-------- Material to process --------
impl Library {
    /// Creates an empty library.
    pub fn new() -> Self {
        Library {
            index: HashIndex::new(),
            registry: PatronRegistry::new(),
            next_seq: 0,
        }
    }

    // =========================================================================
    // Catalog Operations
    // =========================================================================

    /// Adds a title, or adds copies to it if it already exists.
    ///
    /// ## Behavior
    /// - Existing title: `copies` is added to both counters; the stored
    ///   genre, classification and duration are immutable and NOT updated
    ///   from the arguments.
    /// - New title: rejected once the catalog holds the maximum number of
    ///   distinct titles; otherwise enters with every copy on the shelf.
    pub fn add_or_increment(
        &mut self,
        title: &str,
        genre: Genre,
        classification: Classification,
        duration_minutes: u32,
        copies: u32,
    ) -> CatalogResult<AddOutcome> {
        validate_title(title)?;
        validate_duration(duration_minutes)?;
        validate_copy_count(copies)?;

        if let Some(id) = self.index.find(title) {
            let item = self.index.get_mut(id).expect("handle from find is live");
            item.add_copies(copies);
            return Ok(AddOutcome::CopiesAdded {
                id,
                new_total: item.total_copies,
            });
        }

        let item = Item::new(
            title,
            genre,
            classification,
            duration_minutes,
            copies,
            self.next_seq,
        );
        let id = self.index.insert(item)?;
        self.next_seq += 1;
        Ok(AddOutcome::Added(id))
    }

    /// Removes shelved copies of a title.
    ///
    /// Copies out on loan are never removable. When availability reaches
    /// zero the registry is scanned: with outstanding loans the record is
    /// retained (discoverable with zero availability), otherwise it is
    /// deleted from its bucket.
    pub fn remove_copies(&mut self, title: &str, count: u32) -> CatalogResult<RemoveOutcome> {
        validate_title(title)?;
        validate_copy_count(count)?;

        let id = self
            .index
            .find(title)
            .ok_or_else(|| CatalogError::TitleNotFound(title.to_string()))?;

        let item = self.index.get_mut(id).expect("handle from find is live");
        if !item.remove_copies(count) {
            return Err(CatalogError::InsufficientCopies {
                title: item.title.clone(),
                available: item.available_copies,
                requested: count,
            });
        }

        if item.available_copies > 0 {
            return Ok(RemoveOutcome::CopiesRemoved {
                remaining: item.available_copies,
            });
        }

        if self.registry.any_holds(id) {
            return Ok(RemoveOutcome::RetainedWithActiveLoans);
        }

        self.index.remove(id);
        Ok(RemoveOutcome::TitleDeleted)
    }

    /// Looks up an item by title.
    pub fn find_by_title(&self, title: &str) -> Option<&Item> {
        self.index.find(title).and_then(|id| self.index.get(id))
    }

    /// Whether a title is in the catalog.
    pub fn contains(&self, title: &str) -> bool {
        self.index.find(title).is_some()
    }

    /// Returns the item behind a handle.
    pub fn item(&self, id: ItemId) -> Option<&Item> {
        self.index.get(id)
    }

    /// Iterates over every item in the catalog, in slot order. Display
    /// ordering (e.g. alphabetical browsing) is the caller's concern.
    pub fn iter_items(&self) -> impl Iterator<Item = (ItemId, &Item)> {
        self.index.iter()
    }

    /// Number of distinct titles in the catalog.
    pub fn item_count(&self) -> usize {
        self.index.len()
    }

    // =========================================================================
    // Borrow / Return
    // =========================================================================

    /// Borrows one copy of a title for a patron.
    ///
    /// ## Check Order
    /// 1. Title indexed, else `TitleNotFound`
    /// 2. Not already held by this patron, else `AlreadyBorrowed`
    /// 3. A copy on the shelf, else `NoCopiesAvailable`
    /// 4. Patron under the hold limit, else `HoldLimitReached`
    ///
    /// All checks run before the first mutation; the caller never observes
    /// a partially applied borrow.
    pub fn borrow(&mut self, patron: PatronId, title: &str) -> CatalogResult<ItemId> {
        validate_title(title)?;

        let item_id = self
            .index
            .find(title)
            .ok_or_else(|| CatalogError::TitleNotFound(title.to_string()))?;

        let patron_rec = self
            .registry
            .get(patron)
            .ok_or_else(|| CatalogError::PatronNotFound {
                name: format!("patron #{}", patron.index()),
            })?;

        if patron_rec.holds(item_id) {
            return Err(CatalogError::AlreadyBorrowed {
                title: title.to_string(),
            });
        }

        let item = self.index.get(item_id).expect("handle from find is live");
        if !item.is_available() {
            return Err(CatalogError::NoCopiesAvailable {
                title: item.title.clone(),
            });
        }

        if patron_rec.at_hold_limit() {
            return Err(CatalogError::HoldLimitReached {
                max: crate::MAX_HELD_ITEMS,
            });
        }

        // Checks done; apply the whole transition
        let took = self
            .index
            .get_mut(item_id)
            .expect("handle from find is live")
            .take_copy(patron);
        debug_assert!(took, "availability checked above");

        self.registry
            .get_mut(patron)
            .expect("patron checked above")
            .held_items
            .push(item_id);

        Ok(item_id)
    }

    /// Returns a held copy of a title from a patron.
    ///
    /// The hold is located by title among the patron's held items; a title
    /// never borrowed (or already returned) fails with `NotBorrowed`. On
    /// success the shelf counter grows, capped at `total_copies` - at the
    /// cap the increment is skipped and [`ReturnOutcome::CopyCountAnomaly`]
    /// reported.
    pub fn give_back(&mut self, patron: PatronId, title: &str) -> CatalogResult<ReturnOutcome> {
        validate_title(title)?;

        let patron_rec = self
            .registry
            .get(patron)
            .ok_or_else(|| CatalogError::PatronNotFound {
                name: format!("patron #{}", patron.index()),
            })?;

        let position = patron_rec
            .held_items
            .iter()
            .position(|id| {
                self.index
                    .get(*id)
                    .is_some_and(|item| item.title == title)
            })
            .ok_or_else(|| CatalogError::NotBorrowed {
                title: title.to_string(),
            })?;

        let item_id = patron_rec.held_items[position];

        self.registry
            .get_mut(patron)
            .expect("patron checked above")
            .held_items
            .remove(position);

        let item = self
            .index
            .get_mut(item_id)
            .expect("held handles stay live while held");

        if item.return_copy() {
            Ok(ReturnOutcome::Returned)
        } else {
            Ok(ReturnOutcome::CopyCountAnomaly)
        }
    }

    // =========================================================================
    // Queries
    // =========================================================================

    /// The `k` most frequently borrowed items.
    ///
    /// Items with `times_borrowed == 0` never appear. Sorted descending by
    /// borrow count; equal counts are broken by catalog insertion order,
    /// which keeps the ranking deterministic.
    pub fn top_borrowed(&self, k: usize) -> Vec<&Item> {
        let mut ranked: Vec<&Item> = self
            .index
            .iter()
            .map(|(_, item)| item)
            .filter(|item| item.times_borrowed > 0)
            .collect();

        ranked.sort_by(|a, b| {
            b.times_borrowed
                .cmp(&a.times_borrowed)
                .then(a.seq.cmp(&b.seq))
        });
        ranked.truncate(k);
        ranked
    }

    /// Read-only snapshot of the items a patron holds, in borrow order.
    pub fn items_held_by(&self, patron: PatronId) -> CatalogResult<Vec<&Item>> {
        let patron_rec = self
            .registry
            .get(patron)
            .ok_or_else(|| CatalogError::PatronNotFound {
                name: format!("patron #{}", patron.index()),
            })?;

        Ok(patron_rec
            .held_items
            .iter()
            .filter_map(|id| self.index.get(*id))
            .collect())
    }

    /// All patrons currently holding a copy of this title.
    pub fn patrons_holding(&self, title: &str) -> CatalogResult<Vec<&Patron>> {
        let id = self
            .index
            .find(title)
            .ok_or_else(|| CatalogError::TitleNotFound(title.to_string()))?;

        Ok(self.registry.holders(id).map(|(_, patron)| patron).collect())
    }

    // =========================================================================
    // Patron Operations (registry pass-throughs)
    // =========================================================================

    /// Registers a new patron. See [`PatronRegistry::register`].
    pub fn register(
        &mut self,
        first_name: &str,
        last_name: &str,
        contact_number: &str,
        pin: &str,
    ) -> CatalogResult<PatronId> {
        self.registry.register(first_name, last_name, contact_number, pin)
    }

    /// Deregisters a patron. See [`PatronRegistry::deregister`].
    pub fn deregister(&mut self, first_name: &str, last_name: &str) -> CatalogResult<()> {
        self.registry.deregister(first_name, last_name)
    }

    /// Looks up a patron handle by name pair.
    pub fn find_patron(&self, first_name: &str, last_name: &str) -> Option<PatronId> {
        self.registry.find(first_name, last_name)
    }

    /// Returns the patron behind a handle.
    pub fn patron(&self, id: PatronId) -> Option<&Patron> {
        self.registry.get(id)
    }

    /// Contact number for a registered name pair.
    pub fn find_contact(&self, first_name: &str, last_name: &str) -> CatalogResult<&str> {
        self.registry.find_contact(first_name, last_name)
    }

    /// Number of registered patrons.
    pub fn patron_count(&self) -> usize {
        self.registry.len()
    }
}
--------
▶ Exercise
Reproduce each line of the records in which "this" appears.

▶ Worked solution
    /// 2. Not already held by this patron, else `AlreadyBorrowed`
    /// All patrons currently holding a copy of this title.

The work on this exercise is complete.